Elzinga, C. H. (2007). Sequence analysis: Metric representations of categorical time series. Manuscript, Dept of Social Science Research Methods, Vrije Universiteit, Amsterdam.

Elzinga, C. H., & Liefbroer, A. C. (2007). De-standardization of Family-Life Trajectories of Young Adults: A Cross-National Comparison Using Sequence Analysis: Dé-standardisation des trajectoires de vie familiale des jeunes adultes: comparaison entre pays par analyse séquentielle. European Journal of Population/Revue européenne de démographie, 23(3), 225-250.

Elzinga, C. H., & Studer, M. (2015). Spell sequences, state proximities, and distance metrics. Sociological Methods & Research, 44(1), 3-47.

Biemann, T. (2011). A transition-oriented approach to optimal matching. Sociological Methodology, 41(1), 195-221.

Halpin, B. (2014). Three narratives of sequence analysis. In Advances in sequence analysis: Theory, method, applications (pp. 75-103). Cham: Springer International Publishing.

Hamming, R. W. (1950). Error detecting and error correcting codes. The Bell system technical journal, 29(2), 147-160.

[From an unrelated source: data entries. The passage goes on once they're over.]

// SPDX-License-Identifier: MIT

//! AWS Route53 backend. Route53's control API is REST/XML rather than JSON,
//! and pulling in the full AWS SDK for one call shape is out of proportion
//! here, so authentication is a minimal hand-rolled SigV4 signer built on
//! `sha2`/`hmac`, and request/response bodies are built and read as XML
//! strings rather than through a generic XML crate.

use std::time::Duration;

use async_trait::async_trait;
use chrono::Utc;
use hmac::{Hmac, Mac};
use sha2::{Digest, Sha256};
use uuid::Uuid;

use crate::constants::DEFAULT_PROVIDER_CACHE_REFRESH_SECS;
use crate::errors::{CoreResult, ProviderError};
use crate::model::{DesiredRecord, ProviderRecord, RecordType};

use super::{classify_http_error, Provider, RecordCache};

const SERVICE: &str = "route53";
const SIGNING_REGION: &str = "us-east-1";
const API_BASE: &str = "https://route53.amazonaws.com/2013-04-01";

type HmacSha256 = Hmac<Sha256>;

struct SigningCredentials<'a> {
    access_key_id: &'a str,
    secret_access_key: &'a str,
}

/// Computes the `Authorization` header value for AWS Signature Version 4.
fn sign(
    creds: &SigningCredentials<'_>,
    method: &str,
    canonical_uri: &str,
    canonical_querystring: &str,
    body: &str,
    amz_date: &str,
    date_stamp: &str,
) -> String {
    let payload_hash = hex::encode(Sha256::digest(body.as_bytes()));
    let canonical_headers = format!(
        "host:route53.amazonaws.com\nx-amz-date:{amz_date}\n"
    );
    let signed_headers = "host;x-amz-date";
    let canonical_request = format!(
        "{method}\n{canonical_uri}\n{canonical_querystring}\n{canonical_headers}\n{signed_headers}\n{payload_hash}"
    );

    let credential_scope = format!("{date_stamp}/{SIGNING_REGION}/{SERVICE}/aws4_request");
    let string_to_sign = format!(
        "AWS4-HMAC-SHA256\n{amz_date}\n{credential_scope}\n{}",
        hex::encode(Sha256::digest(canonical_request.as_bytes()))
    );

    let k_date = hmac_sha256(format!("AWS4{}", creds.secret_access_key).as_bytes(), date_stamp);
    let k_region = hmac_sha256(&k_date, SIGNING_REGION);
    let k_service = hmac_sha256(&k_region, SERVICE);
    let k_signing = hmac_sha256(&k_service, "aws4_request");
    let signature = hex::encode(hmac_sha256(&k_signing, &string_to_sign));

    format!(
        "AWS4-HMAC-SHA256 Credential={}/{credential_scope}, SignedHeaders={signed_headers}, Signature={signature}",
        creds.access_key_id
    )
}

fn hmac_sha256(key: &[u8], data: &str) -> Vec<u8> {
    let mut mac = HmacSha256::new_from_slice(key).expect("hmac accepts any key length");
    mac.update(data.as_bytes());
    mac.finalize().into_bytes().to_vec()
}

pub struct Route53Provider {
    id: Uuid,
    zone: String,
    hosted_zone_id: String,
    access_key_id: String,
    secret_access_key: String,
    client: reqwest::Client,
    cache: RecordCache,
}

impl Route53Provider {
    pub fn new(
        id: Uuid,
        zone: String,
        hosted_zone_id: String,
        access_key_id: String,
        secret_access_key: String,
        client: reqwest::Client,
    ) -> Self {
        Self {
            id,
            zone,
            hosted_zone_id,
            access_key_id,
            secret_access_key,
            client,
            cache: RecordCache::new(Duration::from_secs(DEFAULT_PROVIDER_CACHE_REFRESH_SECS)),
        }
    }

    async fn signed_request(
        &self,
        method: reqwest::Method,
        path: &str,
        body: String,
    ) -> CoreResult<reqwest::Response> {
        let now = Utc::now();
        let amz_date = now.format("%Y%m%dT%H%M%SZ").to_string();
        let date_stamp = now.format("%Y%m%d").to_string();
        let creds = SigningCredentials {
            access_key_id: &self.access_key_id,
            secret_access_key: &self.secret_access_key,
        };
        let authorization = sign(&creds, method.as_str(), path, "", &body, &amz_date, &date_stamp);

        let url = format!("{API_BASE}{path}");
        let mut builder = self
            .client
            .request(method, url)
            .header("X-Amz-Date", amz_date)
            .header("Authorization", authorization)
            .header("Content-Type", "text/xml; charset=utf-8");
        if !body.is_empty() {
            builder = builder.body(body);
        }
        builder.send().await.map_err(|e| ProviderError::Http(e).into())
    }

    fn relative_name(&self, fqdn: &str) -> String {
        if fqdn.ends_with('.') {
            fqdn.to_string()
        } else {
            format!("{fqdn}.")
        }
    }
}

#[async_trait]
impl Provider for Route53Provider {
    fn id(&self) -> Uuid {
        self.id
    }

    fn zone(&self) -> &str {
        &self.zone
    }

    fn cache(&self) -> &RecordCache {
        &self.cache
    }

    async fn list_records(&self) -> CoreResult<Vec<ProviderRecord>> {
        let path = format!("/hostedzone/{}/rrset", self.hosted_zone_id);
        let response = self.signed_request(reqwest::Method::GET, &path, String::new()).await?;
        let status = response.status();
        let body = response.text().await.map_err(ProviderError::Http)?;
        if !status.is_success() {
            return Err(classify_http_error(status, body).into());
        }
        Ok(parse_record_sets(&body))
    }

    async fn create_record(&self, desired: &DesiredRecord) -> CoreResult<ProviderRecord> {
        self.change_record("CREATE", desired).await?;
        Ok(ProviderRecord {
            fingerprint: desired.fingerprint(),
            external_id: record_external_id(desired),
            desired: desired.clone(),
        })
    }

    async fn update_record(
        &self,
        _external_id: &str,
        desired: &DesiredRecord,
    ) -> CoreResult<ProviderRecord> {
        self.change_record("UPSERT", desired).await?;
        Ok(ProviderRecord {
            fingerprint: desired.fingerprint(),
            external_id: record_external_id(desired),
            desired: desired.clone(),
        })
    }

    async fn delete_record(&self, external_id: &str) -> CoreResult<()> {
        let Some(desired) = decode_external_id(external_id) else {
            return Ok(());
        };
        match self.change_record("DELETE", &desired).await {
            Ok(()) => Ok(()),
            Err(e) => match &e {
                crate::errors::CoreError::Provider(ProviderError::NotFound(_)) => Ok(()),
                _ => Err(e),
            },
        }
    }
}

impl Route53Provider {
    async fn change_record(&self, action: &str, desired: &DesiredRecord) -> CoreResult<()> {
        let path = format!("/hostedzone/{}/rrset/", self.hosted_zone_id);
        let name = self.relative_name(&desired.name);
        let value = record_value_xml(desired);
        let body = format!(
            r#"<?xml version="1.0" encoding="UTF-8"?>
<ChangeResourceRecordSetsRequest xmlns="https://route53.amazonaws.com/doc/2013-04-01/">
  <ChangeBatch>
    <Changes>
      <Change>
        <Action>{action}</Action>
        <ResourceRecordSet>
          <Name>{name}</Name>
          <Type>{}</Type>
          <TTL>{}</TTL>
          <ResourceRecords>
            <ResourceRecord>
              <Value>{value}</Value>
            </ResourceRecord>
          </ResourceRecords>
        </ResourceRecordSet>
      </Change>
    </Changes>
  </ChangeBatch>
</ChangeResourceRecordSetsRequest>"#,
            desired.record_type, desired.ttl,
        );
        let response = self.signed_request(reqwest::Method::POST, &path, body).await?;
        let status = response.status();
        let body = response.text().await.map_err(ProviderError::Http)?;
        if !status.is_success() {
            return Err(classify_http_error(status, body).into());
        }
        Ok(())
    }
}

fn record_value_xml(desired: &DesiredRecord) -> String {
    match desired.record_type {
        RecordType::Mx => format!("{} {}", desired.priority.unwrap_or_default(), desired.content),
        RecordType::Srv => format!(
            "{} {} {} {}",
            desired.priority.unwrap_or_default(),
            desired.weight.unwrap_or_default(),
            desired.port.unwrap_or_default(),
            desired.content
        ),
        RecordType::Txt => format!("\"{}\"", desired.content.replace('"', "\\\"")),
        _ => desired.content.clone(),
    }
}

/// Route53 has no independent external id per record set; the engine keys
/// tracked records by `(type, name)` encoded into a synthetic id.
fn record_external_id(desired: &DesiredRecord) -> String {
    format!("{}:{}", desired.record_type, desired.name)
}

fn decode_external_id(external_id: &str) -> Option<DesiredRecord> {
    let (record_type, name) = external_id.split_once(':')?;
    Some(DesiredRecord {
        record_type: record_type.parse().ok()?,
        name: name.to_string(),
        content: String::new(),
        ttl: 300,
        proxied: None,
        priority: None,
        weight: None,
        port: None,
        flags: None,
        tag: None,
    })
}

/// Minimal hand-written extraction of `<ResourceRecordSet>` entries; avoids
/// pulling in a general-purpose XML crate for one response shape.
fn parse_record_sets(xml: &str) -> Vec<ProviderRecord> {
    let mut out = Vec::new();
    for block in xml.split("<ResourceRecordSet>").skip(1) {
        let Some(end) = block.find("</ResourceRecordSet>") else { continue };
        let block = &block[..end];
        let Some(name) = extract_tag(block, "Name") else { continue };
        let Some(type_str) = extract_tag(block, "Type") else { continue };
        let Ok(record_type) = type_str.parse::<RecordType>() else { continue };
        let ttl = extract_tag(block, "TTL").and_then(|s| s.parse().ok()).unwrap_or(300);
        let Some(value) = extract_tag(block, "Value") else { continue };
        let name = name.trim_end_matches('.').to_string();

        let desired = DesiredRecord {
            record_type,
            name,
            content: value,
            ttl,
            proxied: None,
            priority: None,
            weight: None,
            port: None,
            flags: None,
            tag: None,
        };
        out.push(ProviderRecord {
            fingerprint: desired.fingerprint(),
            external_id: record_external_id(&desired),
            desired,
        });
    }
    out
}

fn extract_tag<'a>(xml: &'a str, tag: &str) -> Option<String> {
    let open = format!("<{tag}>");
    let close = format!("</{tag}>");
    let start = xml.find(&open)? + open.len();
    let end = xml[start..].find(&close)? + start;
    Some(xml[start..end].to_string())
}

Hollister, M. (2009). Is optimal matching suboptimal?. Sociological methods & research, 38(2), 235-264.

Lesnard, L. (2010). Setting cost in optimal matching to uncover contemporaneous socio-temporal patterns. Sociological methods & research, 38(3), 389-419.

Liang, Y. and J. Meyerhoff-Liang. 2026. Measuring Divergence and Convergence in Sequence Analysis: A Spell-based Extension of Longest Common Prefixes. Retrieved (osf.io/preprints/socarxiv/3pyhr_v1).